Sweet landed in the New York Mets organization for 1997 managing the Double-A Binghamton Mets in the Eastern League. He was hired by the Montreal Expos to manage their Harrisburg Senators, also of the Eastern League, in 1998. The team won the Eastern League championship over the New Britain Rock Cats, 3–1. Sweet led the team to win a second league crown in 1999 with a 3–2 defeat of the Norwich Navigators. He was promoted to the Triple-A Ottawa Lynx of the International League in 2000. He next managed the San Diego Padres' Triple-A Portland Beavers in the PCL from 2001 to 2003 and the Detroit Tigers' Double-A Erie SeaWolves in the Eastern League in 2004.

Sweet was hired by the Cincinnati Reds to manage their Triple-A Louisville Bats of the International League in 2005, where he remained for seven seasons through 2011. He led the team to win three consecutive Western Division titles from 2008 to 2010, but they were eliminated in the first round each time.
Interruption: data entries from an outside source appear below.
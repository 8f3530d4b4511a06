//! Stopping the tick on a busy CPU that runs a single task.
//!
//! A CPU in an adaptive CPU set may stop its tick while running one task, as
//! long as nothing else needs the tick: no other task is runnable, the task
//! has no POSIX CPU timers, and RCU is not waiting on the CPU. While the tick
//! is stopped, CPU time is accounted at every user/kernel boundary crossing
//! instead of on each tick.
use super::{AccountingReason, TickMode, TickSched, TickState};
use crate::{duty::Claimant, CpuId, Platform};

impl<P: Platform> TickSched<P> {
    /// Returns `true` if `cpu` may run its current task without the tick.
    ///
    /// This also updates the CPU's busy-adaptive mark in the
    /// [`DutyRegistry`](crate::DutyRegistry) to match the answer.
    pub fn eligible(&self, cpu: CpuId) -> bool {
        let eligible = self.platform.sched_can_stop_tick(cpu)
            && !self.platform.posix_timers_active(cpu)
            && !self.platform.rcu_pending(cpu);

        if eligible {
            self.duty.mark_busy_adaptive(cpu);
        } else {
            self.duty.clear_busy_adaptive(cpu);
        }
        eligible
    }

    /// Tries to stop `cpu`'s tick while it runs a task.
    ///
    /// The tick is only stopped when interrupting user mode, or a kernel
    /// thread: stopping it on the way back from a system call would charge the
    /// following user time to the kernel.
    pub fn cpuset_stop_tick(&self, cpu: CpuId) {
        let mut ts = self.lock(cpu);
        self.adaptive_stop_tick(cpu, &mut ts);
    }

    /// Called when the task on `cpu` enters the kernel from user mode.
    ///
    /// If the task is running tickless, the user time since the last crossing
    /// is charged and the CPU starts saving system time. Between
    /// [`TickSched::pre_schedule`] and [`TickSched::post_schedule`] the tick
    /// may still be stopped, but no task is running tickless.
    pub fn on_kernel_entry(&self, cpu: CpuId) {
        let mut ts = self.lock(cpu);
        if !ts.running_tickless() {
            return;
        }

        self.exit_qs(cpu, &mut ts);
        nohz_util::warn_on_once!(
            ts.saved_reason != AccountingReason::User,
            "{} entered the kernel while saving {:?} time",
            cpu,
            ts.saved_reason
        );
        self.flush(cpu, &mut ts);
        ts.saved_reason = AccountingReason::System;
    }

    /// Called when the task on `cpu` returns to user mode.
    ///
    /// If the task is running tickless, the system time since the last
    /// crossing is charged and the CPU starts saving user time. RCU is told the CPU is in
    /// an extended quiescent state.
    pub fn on_kernel_exit(&self, cpu: CpuId) {
        let mut ts = self.lock(cpu);
        if !ts.running_tickless() {
            return;
        }

        nohz_util::warn_on_once!(
            ts.saved_reason != AccountingReason::System,
            "{} returned to user mode while saving {:?} time",
            cpu,
            ts.saved_reason
        );
        self.flush(cpu, &mut ts);
        ts.saved_reason = AccountingReason::User;
        self.enter_qs(cpu, &mut ts);
    }

    /// Called on exception entry. Only exceptions taken from user mode cross
    /// the accounting boundary.
    pub fn on_exception_entry(&self, cpu: CpuId, user_mode: bool) {
        if user_mode {
            self.on_kernel_entry(cpu);
        }
    }

    /// Called on exception exit. Only exceptions returning to user mode cross
    /// the accounting boundary.
    pub fn on_exception_exit(&self, cpu: CpuId, user_mode: bool) {
        if user_mode {
            self.on_kernel_exit(cpu);
        }
    }

    /// Rechecks, from the scheduler, whether `cpu` can keep running its task
    /// without the tick, restarting the tick if not.
    pub fn check_adaptive_still_eligible(&self, cpu: CpuId) {
        let mut ts = self.lock(cpu);
        if ts.tick_stopped && !self.platform.current(cpu).idle && !self.eligible(cpu) {
            self.restart_adaptive(cpu, &mut ts);
        }
    }

    /// Handles a request from another CPU to leave adaptive tickless mode.
    ///
    /// This is the handler for the IPI sent by
    /// [`TickSched::request_adaptive_exit`].
    pub fn force_exit_adaptive(&self, cpu: CpuId) {
        let mut ts = self.lock(cpu);
        tracing::debug!(%cpu, stopped = ts.tick_stopped, "nohz exit requested");
        if ts.tick_stopped && !self.platform.current(cpu).idle {
            self.restart_adaptive(cpu, &mut ts);
        }
    }

    /// Asks `target` to leave adaptive tickless mode.
    ///
    /// The request is delivered asynchronously; `target` handles it with
    /// [`TickSched::force_exit_adaptive`].
    pub fn request_adaptive_exit(&self, target: CpuId) {
        tracing::trace!(%target, "sending nohz exit ipi");
        self.platform.send_nohz_exit_ipi(target);
    }

    /// Called before a context switch on `cpu`.
    ///
    /// Closes the outgoing task's accounting. The tick is not restarted here,
    /// since the scheduler holds its run queue lock; see
    /// [`TickSched::post_schedule`].
    pub fn pre_schedule(&self, cpu: CpuId) {
        let mut ts = self.lock(cpu);
        if ts.tick_stopped {
            self.flush_times(cpu, &mut ts, true);
            ts.nohz_flag = false;
        }
    }

    /// Called after a context switch on `cpu`.
    ///
    /// If the tick is still stopped, switching to the idle task starts saving
    /// idle time; switching to any other task restarts the tick.
    pub fn post_schedule(&self, cpu: CpuId) {
        let mut ts = self.lock(cpu);
        if !ts.tick_stopped {
            return;
        }

        if self.platform.current(cpu).idle {
            self.save_ticks(&mut ts, AccountingReason::Idle);
        } else {
            let now = self.platform.now();
            self.restart_tick(cpu, &mut ts, now);
        }
    }

    /// Charges the ticks saved on `cpu` so far.
    ///
    /// If `restart_tick` is `true`, the tick is about to restart and saving
    /// stops; otherwise saving continues from the current tick count.
    pub fn flush_current_times(&self, cpu: CpuId, restart_tick: bool) {
        let mut ts = self.lock(cpu);
        self.flush_times(cpu, &mut ts, restart_tick);
    }

    /// Restarts `cpu`'s tick if it is stopped.
    pub fn restart_sched_tick(&self, cpu: CpuId) {
        let mut ts = self.lock(cpu);
        if !ts.tick_stopped {
            return;
        }
        let now = self.platform.now();
        self.restart_tick(cpu, &mut ts, now);
    }

    pub(super) fn adaptive_stop_tick(&self, cpu: CpuId, ts: &mut TickState) {
        let current = self.platform.current(cpu);
        if !self.platform.cpu_in_adaptive_set(cpu) || current.idle {
            return;
        }

        if !ts.tick_stopped && ts.mode == TickMode::Inactive {
            return;
        }

        if !self.eligible(cpu) {
            return;
        }

        if !current.user_mode && current.has_mm {
            return;
        }

        let was_stopped = ts.tick_stopped;
        let claimant = Claimant {
            cpu,
            idle: false,
            adaptive: true,
        };
        let now = self.platform.now();
        self.stop_tick(cpu, ts, now, claimant);

        if was_stopped || !ts.tick_stopped {
            return;
        }

        if nohz_util::warn_on_once!(
            ts.saved_reason != AccountingReason::None,
            "{} stopped its tick with {:?} time still saved",
            cpu,
            ts.saved_reason
        ) {
            self.flush(cpu, ts);
        }

        let reason = if current.user_mode {
            AccountingReason::User
        } else {
            AccountingReason::System
        };
        self.save_ticks(ts, reason);
        if current.user_mode {
            self.enter_qs(cpu, ts);
        }
        ts.nohz_flag = true;
        tracing::debug!(%cpu, ?reason, "task running tickless");
    }

    fn restart_adaptive(&self, cpu: CpuId, ts: &mut TickState) {
        let now = self.platform.now();
        // catch up first, so that the flush sees every tick skipped so far
        self.jiffies.advance(now);
        self.flush_times(cpu, ts, true);
        self.duty.clear_busy_adaptive(cpu);
        if ts.tick_stopped {
            self.restart_tick(cpu, ts, now);
        }
        ts.nohz_flag = false;
        self.exit_qs(cpu, ts);
        tracing::debug!(%cpu, "task tickless mode ended");
    }

    fn flush_times(&self, cpu: CpuId, ts: &mut TickState, restart_tick: bool) {
        if !ts.tick_stopped {
            return;
        }
        // `flush` re-snapshots the tick count, so saving continues from here
        // unless the tick is about to restart.
        self.flush(cpu, ts);
        if restart_tick {
            ts.saved_reason = AccountingReason::None;
        }
    }

    fn enter_qs(&self, cpu: CpuId, ts: &mut TickState) {
        if !ts.ext_qs {
            ts.ext_qs = true;
            self.platform.rcu_user_enter(cpu);
        }
    }

    fn exit_qs(&self, cpu: CpuId, ts: &mut TickState) {
        if ts.ext_qs {
            ts.ext_qs = false;
            self.platform.rcu_user_exit(cpu);
        }
    }
}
Sweet won back-to-back International League Manager of the Year Awards in 2008 and 2009. From 2012 to 2013, he served as a roving catching instructor in the Reds' system.

Sweet joined the Milwaukee Brewers organization in 2014 as manager of the Triple-A Nashville Sounds in the PCL. He continued to manage their top farm team over the next six seasons as they switched affiliations to the PCL's Colorado Springs Sky Sox from 2015 to 2018 and San Antonio Missions from 2019 to 2020. The Brewers reaffiliated with Nashville in 2021 with Sweet returning to lead the Sounds in the Triple-A East, which became known again as the International League in 2022. Sweet led the 2022 Sounds to a league-best 91–58 record and won the IL Manager of the Year Award for a third time. He was chosen for the 2022 Mike Coolbaugh Award in recognition for his "outstanding baseball work ethic, knowledge of the game, and skill in mentoring young players on the field."